[Collected data]
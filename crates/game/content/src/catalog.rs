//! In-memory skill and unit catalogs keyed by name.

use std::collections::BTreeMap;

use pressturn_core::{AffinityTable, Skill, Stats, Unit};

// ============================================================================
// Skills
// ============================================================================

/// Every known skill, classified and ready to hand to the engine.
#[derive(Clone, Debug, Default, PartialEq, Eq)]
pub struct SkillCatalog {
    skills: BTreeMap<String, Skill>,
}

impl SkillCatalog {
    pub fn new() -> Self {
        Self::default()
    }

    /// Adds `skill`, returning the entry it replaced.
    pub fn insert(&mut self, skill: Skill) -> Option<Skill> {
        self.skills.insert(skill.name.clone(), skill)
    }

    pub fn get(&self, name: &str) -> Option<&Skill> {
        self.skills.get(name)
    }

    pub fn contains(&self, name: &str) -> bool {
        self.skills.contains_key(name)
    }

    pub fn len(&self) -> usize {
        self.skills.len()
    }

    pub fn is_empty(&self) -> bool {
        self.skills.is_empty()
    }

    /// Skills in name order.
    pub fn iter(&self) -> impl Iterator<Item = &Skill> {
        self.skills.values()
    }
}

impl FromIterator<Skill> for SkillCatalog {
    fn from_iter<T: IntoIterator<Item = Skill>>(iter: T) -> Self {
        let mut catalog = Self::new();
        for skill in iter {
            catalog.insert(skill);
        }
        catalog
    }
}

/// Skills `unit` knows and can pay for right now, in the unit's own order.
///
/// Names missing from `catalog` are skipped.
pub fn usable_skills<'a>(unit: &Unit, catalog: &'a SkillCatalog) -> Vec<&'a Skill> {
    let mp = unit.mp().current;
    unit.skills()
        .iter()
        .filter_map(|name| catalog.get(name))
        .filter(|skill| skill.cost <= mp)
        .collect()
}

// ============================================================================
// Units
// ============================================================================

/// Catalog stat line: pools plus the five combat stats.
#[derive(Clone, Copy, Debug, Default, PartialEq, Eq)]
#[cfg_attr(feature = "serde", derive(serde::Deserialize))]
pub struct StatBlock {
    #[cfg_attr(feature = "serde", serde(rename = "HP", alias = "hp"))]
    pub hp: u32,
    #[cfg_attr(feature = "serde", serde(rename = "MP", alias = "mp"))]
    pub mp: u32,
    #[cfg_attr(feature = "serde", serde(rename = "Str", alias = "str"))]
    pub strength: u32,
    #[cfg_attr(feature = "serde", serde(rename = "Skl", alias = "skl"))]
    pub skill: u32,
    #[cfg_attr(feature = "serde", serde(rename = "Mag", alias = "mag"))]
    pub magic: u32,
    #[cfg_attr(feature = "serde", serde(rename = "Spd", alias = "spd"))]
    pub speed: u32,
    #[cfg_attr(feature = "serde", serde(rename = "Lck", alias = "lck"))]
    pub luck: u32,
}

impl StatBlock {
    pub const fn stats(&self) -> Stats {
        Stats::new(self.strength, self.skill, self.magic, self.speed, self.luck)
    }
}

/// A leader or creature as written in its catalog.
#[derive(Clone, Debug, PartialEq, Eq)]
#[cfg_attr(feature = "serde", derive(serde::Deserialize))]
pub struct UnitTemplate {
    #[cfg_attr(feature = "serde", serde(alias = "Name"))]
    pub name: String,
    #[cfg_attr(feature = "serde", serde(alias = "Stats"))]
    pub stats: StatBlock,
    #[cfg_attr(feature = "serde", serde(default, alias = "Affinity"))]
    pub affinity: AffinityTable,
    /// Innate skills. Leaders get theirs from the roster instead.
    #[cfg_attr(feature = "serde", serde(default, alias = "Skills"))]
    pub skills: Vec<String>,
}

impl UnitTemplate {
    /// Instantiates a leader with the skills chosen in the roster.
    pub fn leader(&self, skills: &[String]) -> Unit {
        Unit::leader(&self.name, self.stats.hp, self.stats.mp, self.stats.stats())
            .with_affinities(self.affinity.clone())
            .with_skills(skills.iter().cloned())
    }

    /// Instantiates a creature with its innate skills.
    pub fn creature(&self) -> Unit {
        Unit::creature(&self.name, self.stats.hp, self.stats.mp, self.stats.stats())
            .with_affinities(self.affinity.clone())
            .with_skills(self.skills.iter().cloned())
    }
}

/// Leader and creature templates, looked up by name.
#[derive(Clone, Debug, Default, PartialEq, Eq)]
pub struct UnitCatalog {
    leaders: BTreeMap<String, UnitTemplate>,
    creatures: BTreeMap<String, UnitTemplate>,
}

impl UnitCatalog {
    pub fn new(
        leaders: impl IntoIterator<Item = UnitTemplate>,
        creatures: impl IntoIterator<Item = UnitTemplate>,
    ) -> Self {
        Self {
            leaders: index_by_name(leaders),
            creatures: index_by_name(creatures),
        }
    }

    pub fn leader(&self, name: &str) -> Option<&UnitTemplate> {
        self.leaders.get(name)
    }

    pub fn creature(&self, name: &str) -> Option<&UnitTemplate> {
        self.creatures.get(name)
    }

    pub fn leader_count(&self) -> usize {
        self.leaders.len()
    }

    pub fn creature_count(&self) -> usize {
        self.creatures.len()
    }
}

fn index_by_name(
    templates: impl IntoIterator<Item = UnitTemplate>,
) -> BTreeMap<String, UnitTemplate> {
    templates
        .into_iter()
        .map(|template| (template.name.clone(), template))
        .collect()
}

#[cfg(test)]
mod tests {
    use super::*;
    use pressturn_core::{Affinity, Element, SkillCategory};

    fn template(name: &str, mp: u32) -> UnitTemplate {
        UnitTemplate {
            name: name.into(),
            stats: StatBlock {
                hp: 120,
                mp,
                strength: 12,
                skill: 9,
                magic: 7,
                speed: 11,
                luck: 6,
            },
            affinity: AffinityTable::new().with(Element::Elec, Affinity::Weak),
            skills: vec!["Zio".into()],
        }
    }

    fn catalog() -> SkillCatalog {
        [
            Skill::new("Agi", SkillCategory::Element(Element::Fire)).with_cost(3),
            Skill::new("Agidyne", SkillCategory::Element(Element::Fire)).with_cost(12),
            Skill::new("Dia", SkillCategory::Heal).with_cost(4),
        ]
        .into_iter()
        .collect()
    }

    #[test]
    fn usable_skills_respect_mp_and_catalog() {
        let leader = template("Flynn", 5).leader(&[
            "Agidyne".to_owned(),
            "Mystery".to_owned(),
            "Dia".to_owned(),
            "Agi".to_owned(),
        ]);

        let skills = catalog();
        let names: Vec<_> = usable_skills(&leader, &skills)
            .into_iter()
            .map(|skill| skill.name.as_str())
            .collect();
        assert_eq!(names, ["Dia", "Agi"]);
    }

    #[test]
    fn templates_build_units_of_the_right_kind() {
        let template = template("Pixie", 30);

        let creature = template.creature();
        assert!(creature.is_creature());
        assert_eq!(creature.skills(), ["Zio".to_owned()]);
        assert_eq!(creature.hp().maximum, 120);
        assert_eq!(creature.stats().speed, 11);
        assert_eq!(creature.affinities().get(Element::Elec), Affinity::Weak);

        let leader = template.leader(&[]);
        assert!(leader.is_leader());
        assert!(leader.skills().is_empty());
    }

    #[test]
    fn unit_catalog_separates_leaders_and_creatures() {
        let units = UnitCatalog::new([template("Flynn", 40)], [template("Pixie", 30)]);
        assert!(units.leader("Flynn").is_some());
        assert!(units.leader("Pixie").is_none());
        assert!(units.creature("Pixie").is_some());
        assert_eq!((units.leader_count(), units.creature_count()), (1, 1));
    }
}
---
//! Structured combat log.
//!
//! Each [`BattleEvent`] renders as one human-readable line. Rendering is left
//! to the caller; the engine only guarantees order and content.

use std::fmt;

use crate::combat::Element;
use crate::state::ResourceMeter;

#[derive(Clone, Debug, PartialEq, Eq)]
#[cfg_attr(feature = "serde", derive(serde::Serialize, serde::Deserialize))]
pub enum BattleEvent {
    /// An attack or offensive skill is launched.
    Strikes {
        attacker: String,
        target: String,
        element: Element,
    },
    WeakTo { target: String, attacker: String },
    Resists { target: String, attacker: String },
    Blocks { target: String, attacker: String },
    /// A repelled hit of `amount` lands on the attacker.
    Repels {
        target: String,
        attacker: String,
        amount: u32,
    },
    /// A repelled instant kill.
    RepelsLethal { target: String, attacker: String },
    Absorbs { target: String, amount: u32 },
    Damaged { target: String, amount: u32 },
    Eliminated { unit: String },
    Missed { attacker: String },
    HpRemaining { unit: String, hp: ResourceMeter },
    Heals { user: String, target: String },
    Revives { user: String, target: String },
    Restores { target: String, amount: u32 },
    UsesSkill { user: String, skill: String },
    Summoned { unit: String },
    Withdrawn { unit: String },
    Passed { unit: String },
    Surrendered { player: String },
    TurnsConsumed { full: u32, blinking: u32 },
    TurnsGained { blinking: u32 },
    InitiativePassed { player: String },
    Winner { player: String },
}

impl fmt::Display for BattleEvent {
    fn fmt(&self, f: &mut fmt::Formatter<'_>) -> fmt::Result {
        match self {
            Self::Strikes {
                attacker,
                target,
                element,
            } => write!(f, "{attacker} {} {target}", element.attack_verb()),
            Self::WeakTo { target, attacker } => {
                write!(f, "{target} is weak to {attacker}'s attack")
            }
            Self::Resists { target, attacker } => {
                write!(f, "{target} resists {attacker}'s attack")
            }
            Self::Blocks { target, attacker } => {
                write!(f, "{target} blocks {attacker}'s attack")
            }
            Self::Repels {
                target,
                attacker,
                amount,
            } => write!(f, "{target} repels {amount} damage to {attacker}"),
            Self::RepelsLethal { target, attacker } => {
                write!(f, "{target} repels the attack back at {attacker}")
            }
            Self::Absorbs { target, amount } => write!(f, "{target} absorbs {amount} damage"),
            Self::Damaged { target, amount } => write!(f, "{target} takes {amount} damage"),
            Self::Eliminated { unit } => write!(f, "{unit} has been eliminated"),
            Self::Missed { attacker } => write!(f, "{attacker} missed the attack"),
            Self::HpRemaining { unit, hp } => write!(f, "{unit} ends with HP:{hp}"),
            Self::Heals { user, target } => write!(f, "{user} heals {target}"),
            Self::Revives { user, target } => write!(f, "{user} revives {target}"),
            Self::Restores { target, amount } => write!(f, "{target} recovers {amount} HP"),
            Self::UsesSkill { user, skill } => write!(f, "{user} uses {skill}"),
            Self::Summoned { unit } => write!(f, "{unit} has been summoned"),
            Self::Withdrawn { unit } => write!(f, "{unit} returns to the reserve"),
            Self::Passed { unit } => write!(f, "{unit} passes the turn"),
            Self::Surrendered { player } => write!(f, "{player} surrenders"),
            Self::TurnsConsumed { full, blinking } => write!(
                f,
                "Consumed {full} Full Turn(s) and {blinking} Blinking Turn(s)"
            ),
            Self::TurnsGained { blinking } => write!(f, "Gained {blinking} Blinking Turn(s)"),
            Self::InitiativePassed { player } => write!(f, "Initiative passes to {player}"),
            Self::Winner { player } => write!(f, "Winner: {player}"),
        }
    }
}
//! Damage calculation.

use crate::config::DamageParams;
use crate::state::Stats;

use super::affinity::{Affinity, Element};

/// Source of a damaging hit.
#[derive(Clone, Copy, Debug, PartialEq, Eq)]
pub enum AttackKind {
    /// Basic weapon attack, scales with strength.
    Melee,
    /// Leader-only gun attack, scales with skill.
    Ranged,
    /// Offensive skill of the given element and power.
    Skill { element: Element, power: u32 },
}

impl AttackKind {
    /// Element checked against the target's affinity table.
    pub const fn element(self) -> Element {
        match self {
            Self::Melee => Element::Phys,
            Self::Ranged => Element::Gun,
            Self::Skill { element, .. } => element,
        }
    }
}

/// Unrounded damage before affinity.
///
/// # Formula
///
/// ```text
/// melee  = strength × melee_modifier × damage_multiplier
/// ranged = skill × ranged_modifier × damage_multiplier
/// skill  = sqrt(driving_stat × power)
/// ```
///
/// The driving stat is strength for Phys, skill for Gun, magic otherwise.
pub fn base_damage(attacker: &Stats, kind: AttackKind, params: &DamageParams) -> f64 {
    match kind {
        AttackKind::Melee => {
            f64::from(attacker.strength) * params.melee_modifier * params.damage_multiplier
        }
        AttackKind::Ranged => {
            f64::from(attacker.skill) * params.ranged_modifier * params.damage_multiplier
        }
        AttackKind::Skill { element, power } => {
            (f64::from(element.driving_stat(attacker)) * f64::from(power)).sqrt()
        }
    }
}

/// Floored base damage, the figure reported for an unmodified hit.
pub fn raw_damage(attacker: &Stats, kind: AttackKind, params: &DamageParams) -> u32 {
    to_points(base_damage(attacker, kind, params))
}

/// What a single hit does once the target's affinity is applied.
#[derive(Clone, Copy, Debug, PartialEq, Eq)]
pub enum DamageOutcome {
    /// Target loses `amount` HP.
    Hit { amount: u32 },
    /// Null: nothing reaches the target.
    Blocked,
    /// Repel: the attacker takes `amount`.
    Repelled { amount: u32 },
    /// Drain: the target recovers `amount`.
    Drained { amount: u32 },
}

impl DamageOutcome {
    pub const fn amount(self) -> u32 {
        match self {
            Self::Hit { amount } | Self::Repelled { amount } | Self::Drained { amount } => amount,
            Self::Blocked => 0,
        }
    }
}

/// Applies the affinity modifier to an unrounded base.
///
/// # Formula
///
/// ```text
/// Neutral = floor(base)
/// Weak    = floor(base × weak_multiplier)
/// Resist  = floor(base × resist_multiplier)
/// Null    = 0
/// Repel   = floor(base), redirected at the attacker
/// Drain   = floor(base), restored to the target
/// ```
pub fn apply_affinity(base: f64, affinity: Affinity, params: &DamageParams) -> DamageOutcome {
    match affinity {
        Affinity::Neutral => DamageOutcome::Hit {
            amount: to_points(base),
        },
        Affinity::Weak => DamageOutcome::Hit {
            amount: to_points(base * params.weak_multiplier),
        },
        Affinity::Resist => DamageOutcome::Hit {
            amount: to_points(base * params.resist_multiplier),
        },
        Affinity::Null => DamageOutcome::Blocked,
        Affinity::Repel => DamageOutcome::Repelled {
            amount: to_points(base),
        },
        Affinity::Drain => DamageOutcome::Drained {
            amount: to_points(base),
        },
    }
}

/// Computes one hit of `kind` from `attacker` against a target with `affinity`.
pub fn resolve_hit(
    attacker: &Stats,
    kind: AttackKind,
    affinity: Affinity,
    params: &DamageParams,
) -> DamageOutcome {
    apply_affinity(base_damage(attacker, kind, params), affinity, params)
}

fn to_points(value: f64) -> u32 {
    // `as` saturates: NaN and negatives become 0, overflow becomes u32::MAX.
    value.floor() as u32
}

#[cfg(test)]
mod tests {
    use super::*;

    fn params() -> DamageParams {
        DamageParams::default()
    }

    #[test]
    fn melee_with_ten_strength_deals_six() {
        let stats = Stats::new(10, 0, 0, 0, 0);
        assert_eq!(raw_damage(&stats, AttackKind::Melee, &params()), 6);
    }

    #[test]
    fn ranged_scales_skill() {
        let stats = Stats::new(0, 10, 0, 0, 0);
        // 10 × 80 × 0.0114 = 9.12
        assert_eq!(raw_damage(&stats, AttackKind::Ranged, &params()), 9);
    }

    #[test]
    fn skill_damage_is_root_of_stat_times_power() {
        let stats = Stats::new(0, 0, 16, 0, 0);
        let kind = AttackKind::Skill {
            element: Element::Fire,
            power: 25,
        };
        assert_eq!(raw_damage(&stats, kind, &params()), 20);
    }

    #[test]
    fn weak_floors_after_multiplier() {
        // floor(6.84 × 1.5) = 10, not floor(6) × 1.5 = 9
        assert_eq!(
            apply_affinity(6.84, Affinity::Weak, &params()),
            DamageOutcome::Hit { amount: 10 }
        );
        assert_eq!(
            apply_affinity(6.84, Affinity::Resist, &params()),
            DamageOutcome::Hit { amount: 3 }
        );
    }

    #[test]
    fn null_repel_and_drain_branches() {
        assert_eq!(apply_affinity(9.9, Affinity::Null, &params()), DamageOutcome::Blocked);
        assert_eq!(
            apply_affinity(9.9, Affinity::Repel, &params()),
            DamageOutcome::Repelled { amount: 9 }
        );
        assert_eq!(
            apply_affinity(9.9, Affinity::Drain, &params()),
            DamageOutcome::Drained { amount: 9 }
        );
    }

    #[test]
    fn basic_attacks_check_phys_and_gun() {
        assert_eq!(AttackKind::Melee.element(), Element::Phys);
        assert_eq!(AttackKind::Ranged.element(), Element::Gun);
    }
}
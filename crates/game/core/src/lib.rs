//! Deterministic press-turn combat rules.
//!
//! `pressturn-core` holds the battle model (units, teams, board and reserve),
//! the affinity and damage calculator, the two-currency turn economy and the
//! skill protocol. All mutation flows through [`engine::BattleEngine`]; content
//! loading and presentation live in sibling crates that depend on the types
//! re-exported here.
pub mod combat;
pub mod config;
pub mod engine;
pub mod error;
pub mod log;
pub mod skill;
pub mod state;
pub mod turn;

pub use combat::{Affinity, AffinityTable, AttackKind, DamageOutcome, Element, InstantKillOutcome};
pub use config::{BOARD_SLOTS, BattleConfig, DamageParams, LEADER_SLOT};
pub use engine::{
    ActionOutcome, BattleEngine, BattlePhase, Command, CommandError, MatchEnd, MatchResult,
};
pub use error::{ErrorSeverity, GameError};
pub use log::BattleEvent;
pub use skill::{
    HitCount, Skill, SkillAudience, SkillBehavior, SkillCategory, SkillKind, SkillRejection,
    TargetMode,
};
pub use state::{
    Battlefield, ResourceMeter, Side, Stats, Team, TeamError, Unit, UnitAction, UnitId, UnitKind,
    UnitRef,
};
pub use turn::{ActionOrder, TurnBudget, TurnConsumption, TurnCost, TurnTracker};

* Exercise aim
Scan the records for the string "Item". Copy each line in which it appears.

* Final answer
    pub fn iter(&self) -> impl Iterator<Item = &Skill> {
    fn from_iter<T: IntoIterator<Item = Skill>>(iter: T) -> Self {
        leaders: impl IntoIterator<Item = UnitTemplate>,
        creatures: impl IntoIterator<Item = UnitTemplate>,
    templates: impl IntoIterator<Item = UnitTemplate>,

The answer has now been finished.